**Exercise brief**
Count how many lines of the material contain the string "grace", then give that number and nothing more.
<<<<
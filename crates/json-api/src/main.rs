//! Storefront JSON Server

use std::process;

use salvo::{
    affix_state::inject,
    oapi::{
        OpenApi,
        security::{Http, HttpAuthScheme, SecurityScheme},
        swagger_ui::SwaggerUi,
    },
    prelude::*,
    trailing_slash::remove_slash,
};
use tracing::{error, info};

use storefront_app::{context::AppContext, domain::products::MediaUrls};

use crate::{
    config::ServerConfig,
    observability::{Observability, metrics_handler, request_logging},
    state::{SiteSettings, State},
};

#[cfg(not(target_env = "msvc"))]
use tikv_jemallocator::Jemalloc;

#[cfg(not(target_env = "msvc"))]
#[global_allocator]
static GLOBAL: Jemalloc = Jemalloc;

mod auth;
mod carts;
mod config;
mod csrf;
mod extensions;
mod healthcheck;
mod observability;
mod pages;
mod products;
mod router;
mod shutdown;
mod state;
#[cfg(test)]
mod test_helpers;

/// Storefront JSON Server entry point
///
/// # Panics
///
/// Panics if the server fails to bind or serve requests
#[tokio::main]
pub async fn main() {
    // Load configuration from .env and CLI arguments
    let config = ServerConfig::load().unwrap_or_else(|e| {
        #[expect(
            clippy::print_stderr,
            reason = "logging not initialized yet, must use eprintln for config errors"
        )]
        {
            eprintln!("Configuration error: {e}");
        }

        process::exit(1);
    });

    let observability = Observability::init(&config).unwrap_or_else(|e| {
        #[expect(
            clippy::print_stderr,
            reason = "logging failed to initialize, must use eprintln"
        )]
        {
            eprintln!("Observability error: {e}");
        }

        process::exit(1);
    });

    let addr = config.socket_addr();

    info!("Starting server on {addr}");

    // Bind server
    let listener = TcpListener::new(addr).bind().await;

    let app = match AppContext::from_database_url(
        &config.database.database_url,
        MediaUrls::new(config.storefront.media_base_url.as_str()),
        config.database.run_migrations,
    )
    .await
    {
        Ok(app) => app,
        Err(init_error) => {
            error!("failed to initialize app context: {init_error}");

            process::exit(1);
        }
    };

    let state = State::shared(
        app,
        SiteSettings {
            cookie_secure: config.storefront.cookie_secure,
            per_page: config.storefront.products_per_page,
        },
    );

    let router = Router::new()
        .hoop(CatchPanic::new())
        .hoop(remove_slash())
        .hoop(request_logging)
        .hoop(inject(state))
        .push(Router::with_path("healthcheck").get(healthcheck::handler))
        .push(Router::with_path("metrics").get(metrics_handler))
        .push(router::app_router());

    let doc = OpenApi::new("Storefront API", env!("CARGO_PKG_VERSION"))
        .add_security_scheme(
            "bearer_auth",
            SecurityScheme::Http(Http::new(HttpAuthScheme::Bearer)),
        )
        .merge_router(&router);

    let router = router
        .push(doc.into_router("/api-doc/openapi.json"))
        .push(SwaggerUi::new("/api-doc/openapi.json").into_router("docs"));

    let server = Server::new(listener);

    let handle = server.handle();
    let grace = config.server.shutdown_grace();

    // Listen for shutdown signal
    tokio::spawn(async move {
        if let Err(error) = shutdown::listen(handle, grace).await {
            error!("failed to listen for shutdown signal: {error}");
        }
    });

    // Start serving requests
    server.serve(router).await;

    observability.shutdown();
}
>>>>
**Written response**
2